LinearInverseModeling

Scripts to build a linear inverse model (LIM) based on an input pickle file.

These scripts were initially created for analysis carried out in Fowler and Penland (2020; in prep): "Predictability of soil moisture in Northern California." They have, however, been modified to be as versatile as possible for any given user (at least in the case of LinearInverseModel.ipynb).

Scripts:

1. PrepareSoilData.ipynb: This case-specific file prepares data for input to the linear inverse model script. We provide this code as an example, using in-situ soil temperature and moisture observations. Data from multiple files (saved on a yearly basis) are first combined into a single array at each observting station. The average annual cycle, including the mean, is then removed linearly from each time series. These anomalies are then cast in terms of their z-scores so that they vary on similar scales. We regress the soil temperature onto moisture and subtract that signal from temperature to avoid analysis of redundant data in this particular case.

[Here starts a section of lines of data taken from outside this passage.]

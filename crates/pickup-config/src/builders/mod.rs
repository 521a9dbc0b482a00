//! Builders for constructing configurations in tests and tooling.

pub mod config;
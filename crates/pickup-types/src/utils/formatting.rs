//! String formatting utilities.
//!
//! Provides functions for shortening identifiers and tokens before they are
//! written to logs, and for rendering money amounts consistently.

use rust_decimal::Decimal;

/// Utility function to truncate an identifier for display purposes.
///
/// Shows only the first 8 characters followed by ".." for longer strings.
pub fn truncate_id(id: &str) -> String {
	match id.char_indices().nth(8) {
		Some((idx, _)) => format!("{}..", &id[..idx]),
		None => id.to_string(),
	}
}

/// Masks a pickup token so that it can be logged without being replayable.
///
/// Keeps the first 4 characters and replaces the rest with a fixed marker.
/// Tokens are single-use bearer credentials until redeemed, so the full
/// value must never reach a log sink.
pub fn mask_token(token: &str) -> String {
	match token.char_indices().nth(4) {
		Some((idx, _)) => format!("{}****", &token[..idx]),
		None => "****".to_string(),
	}
}

/// Formats a money amount with exactly two decimal places.
pub fn format_money(amount: Decimal) -> String {
	format!("{:.2}", amount.round_dp(2))
}
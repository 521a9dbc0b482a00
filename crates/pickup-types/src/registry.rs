//! Registry trait for self-registering implementations.
//!
//! Pluggable components (storage backends, catalogs) expose a `Registry`
//! struct naming the configuration key they answer to and their factory.

/// Base trait for implementation registries.
pub trait ImplementationRegistry {
	/// The name used in configuration files to reference this implementation,
	/// e.g. "memory" for `[storage.implementations.memory]`.
	const NAME: &'static str;

	/// The factory function type this implementation provides.
	type Factory;

	/// Get the factory function for this implementation.
	fn factory() -> Self::Factory;
}
//! Common types module for the pickup order system.
//!
//! This module defines the core data types shared by every pickup crate:
//! orders and their lines, account counters, catalog snapshots, lifecycle
//! events, HTTP API bodies and configuration validation helpers.

/// Account counters fed by terminal order transitions.
pub mod account;
/// API types for HTTP endpoints and request/response structures.
pub mod api;
/// Read-only catalog snapshots used for pricing.
pub mod catalog;
/// Event types for lifecycle notifications.
pub mod events;
/// Order types including lines, status and transition fields.
pub mod order;
/// Registry trait for pluggable implementations.
pub mod registry;
/// Storage keys for persisted collections.
pub mod storage;
/// Formatting helpers.
pub mod utils;
/// Configuration validation types for ensuring type-safe configurations.
pub mod validation;

pub use account::*;
pub use api::*;
pub use catalog::*;
pub use events::*;
pub use order::*;
pub use registry::*;
pub use storage::*;
pub use utils::{format_money, mask_token, truncate_id};
pub use validation::*;
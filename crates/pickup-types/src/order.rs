//! Order types for the pickup system.
//!
//! An order is born `pending` with a single-use pickup token and an expiry
//! deadline, and is resolved exactly once into one of the terminal states.
//! Every monetary amount on an order is captured at creation time and never
//! recomputed afterwards.

use chrono::{DateTime, Utc};
use rust_decimal::Decimal;
use serde::{Deserialize, Serialize};
use std::fmt;
use std::str::FromStr;

/// Represents one pickup transaction.
#[derive(Debug, Clone, PartialEq, Serialize, Deserialize)]
#[serde(rename_all = "camelCase")]
pub struct Order {
	/// Unique identifier for this order.
	pub id: String,
	/// Account that placed the order.
	pub account_id: String,
	/// Priced line snapshots, in the order they were requested.
	pub lines: Vec<OrderLine>,
	/// Sum of all line totals, fixed at creation.
	pub total: Decimal,
	/// Current status of the order.
	pub status: OrderStatus,
	/// Opaque single-use token presented at pickup.
	pub qr_token: String,
	/// Timestamp when this order was created.
	pub created_at: DateTime<Utc>,
	/// Deadline after which a pending order is a no-show.
	pub expires_at: DateTime<Utc>,
	/// Timestamp of the successful pickup, set only on `completed`.
	#[serde(default, skip_serializing_if = "Option::is_none")]
	pub pickup_time: Option<DateTime<Utc>>,
	/// Timestamp of the terminal transition, whichever it was.
	#[serde(default, skip_serializing_if = "Option::is_none")]
	pub resolved_at: Option<DateTime<Utc>>,
}

impl Order {
	/// Returns true if the order can no longer be picked up at `now`.
	///
	/// The deadline itself is still inside the pickup window.
	pub fn is_expired_at(&self, now: DateTime<Utc>) -> bool {
		now > self.expires_at
	}
}

/// Immutable snapshot of one requested product line.
#[derive(Debug, Clone, PartialEq, Serialize, Deserialize)]
#[serde(rename_all = "camelCase")]
pub struct OrderLine {
	/// Catalog product identifier.
	pub product_id: String,
	/// Product display name at order time.
	pub product_name: String,
	/// Product base price at order time.
	pub base_price: Decimal,
	/// Chosen size, if it matched one of the product's sizes.
	#[serde(default, skip_serializing_if = "Option::is_none")]
	pub size: Option<SelectedSize>,
	/// Add-ons that matched the product, with their captured prices.
	#[serde(default)]
	pub add_ons: Vec<SelectedAddOn>,
	/// Number of units, always at least 1.
	pub quantity: u32,
	/// `(base_price + size delta + add-on prices) * quantity`.
	pub line_total: Decimal,
}

/// Size modifier captured at order time.
#[derive(Debug, Clone, PartialEq, Eq, Serialize, Deserialize)]
#[serde(rename_all = "camelCase")]
pub struct SelectedSize {
	pub name: String,
	pub price_delta: Decimal,
}

/// Add-on captured at order time.
#[derive(Debug, Clone, PartialEq, Eq, Serialize, Deserialize)]
pub struct SelectedAddOn {
	pub name: String,
	pub price: Decimal,
}

/// Status of an order.
///
/// The only legal moves are from `Pending` to one of the three terminal
/// states; a terminal status is never revisited.
#[derive(Debug, Clone, Copy, PartialEq, Eq, Hash, Serialize, Deserialize)]
pub enum OrderStatus {
	/// Waiting for pickup.
	#[serde(rename = "pending")]
	Pending,
	/// Picked up before expiry.
	#[serde(rename = "completed")]
	Completed,
	/// Expired without pickup.
	#[serde(rename = "no-show")]
	NoShow,
	/// Cancelled while still pending.
	#[serde(rename = "cancelled")]
	Cancelled,
}

impl OrderStatus {
	/// Returns the wire representation of the status.
	pub fn as_str(&self) -> &'static str {
		match self {
			OrderStatus::Pending => "pending",
			OrderStatus::Completed => "completed",
			OrderStatus::NoShow => "no-show",
			OrderStatus::Cancelled => "cancelled",
		}
	}

	/// Returns true for every status other than `Pending`.
	pub fn is_terminal(&self) -> bool {
		!matches!(self, OrderStatus::Pending)
	}

	/// Checks if moving from `self` to `to` is a legal transition.
	pub fn can_transition_to(&self, to: OrderStatus) -> bool {
		matches!(self, OrderStatus::Pending) && to.is_terminal()
	}
}

impl fmt::Display for OrderStatus {
	fn fmt(&self, f: &mut fmt::Formatter<'_>) -> fmt::Result {
		f.write_str(self.as_str())
	}
}

impl FromStr for OrderStatus {
	type Err = String;

	fn from_str(s: &str) -> Result<Self, Self::Err> {
		match s {
			"pending" => Ok(Self::Pending),
			"completed" => Ok(Self::Completed),
			"no-show" => Ok(Self::NoShow),
			"cancelled" => Ok(Self::Cancelled),
			other => Err(format!("unknown order status: {}", other)),
		}
	}
}

/// Extra fields written together with a status transition.
#[derive(Debug, Clone, Default, PartialEq)]
pub struct TransitionFields {
	/// Pickup timestamp, only meaningful for `completed`.
	pub pickup_time: Option<DateTime<Utc>>,
	/// When the transition happened.
	pub resolved_at: Option<DateTime<Utc>>,
}

impl TransitionFields {
	/// Fields for a transition that happened at `at` without a pickup.
	pub fn resolved(at: DateTime<Utc>) -> Self {
		Self {
			pickup_time: None,
			resolved_at: Some(at),
		}
	}

	/// Fields for a successful pickup at `at`.
	pub fn picked_up(at: DateTime<Utc>) -> Self {
		Self {
			pickup_time: Some(at),
			resolved_at: Some(at),
		}
	}

	/// Applies the fields onto an order record.
	pub fn apply(&self, order: &mut Order) {
		if let Some(pickup_time) = self.pickup_time {
			order.pickup_time = Some(pickup_time);
		}
		if let Some(resolved_at) = self.resolved_at {
			order.resolved_at = Some(resolved_at);
		}
	}
}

   The process you take to prepare your own data may differ, but the key steps will be to center the data and remove the annual cycle (how you do this is up to you). Then save that data as a pickle file (https://wiki.python.org/moin/UsingPickle), with an array of dimensions [nData, nTime].

2. LinearInverseModel.ipynb: This is the crux of the work. Here, a linear inverse model is built based on a user-supplied pickle file. Other inputs required are a list of stationIDs (i.e., how you would identify the different components of your multi-variable timeseries) and a value for tau_0, the lag at which LIM will estimate its parameters. The LIM is built in a step-by-step process here, with a key section (Section #5) devoted to testing the validity of applying LIM as originally specified. This is a critical piece to consider. If your data gives rise to Nyquist modes (see Penland 2019), the lag you've chosne needs to be reduced. If the tau test fails or if the eigenvalues of Q are not all positive, then it is possible that LIM is not applicable.

3. MSE_SoilMoistureHindcasts.ipynb: This script is as generic as possible, though it is noted throughout that you may want to change a number of options. The overall purpose here is to compare the mean squared error of LIM-generated hindcasts (based on results from the above script) to errors associated with an AR1 process. This is also where we define "forecasts of opportunity" based on how strong the projection of the optimal structure is on initial conditions.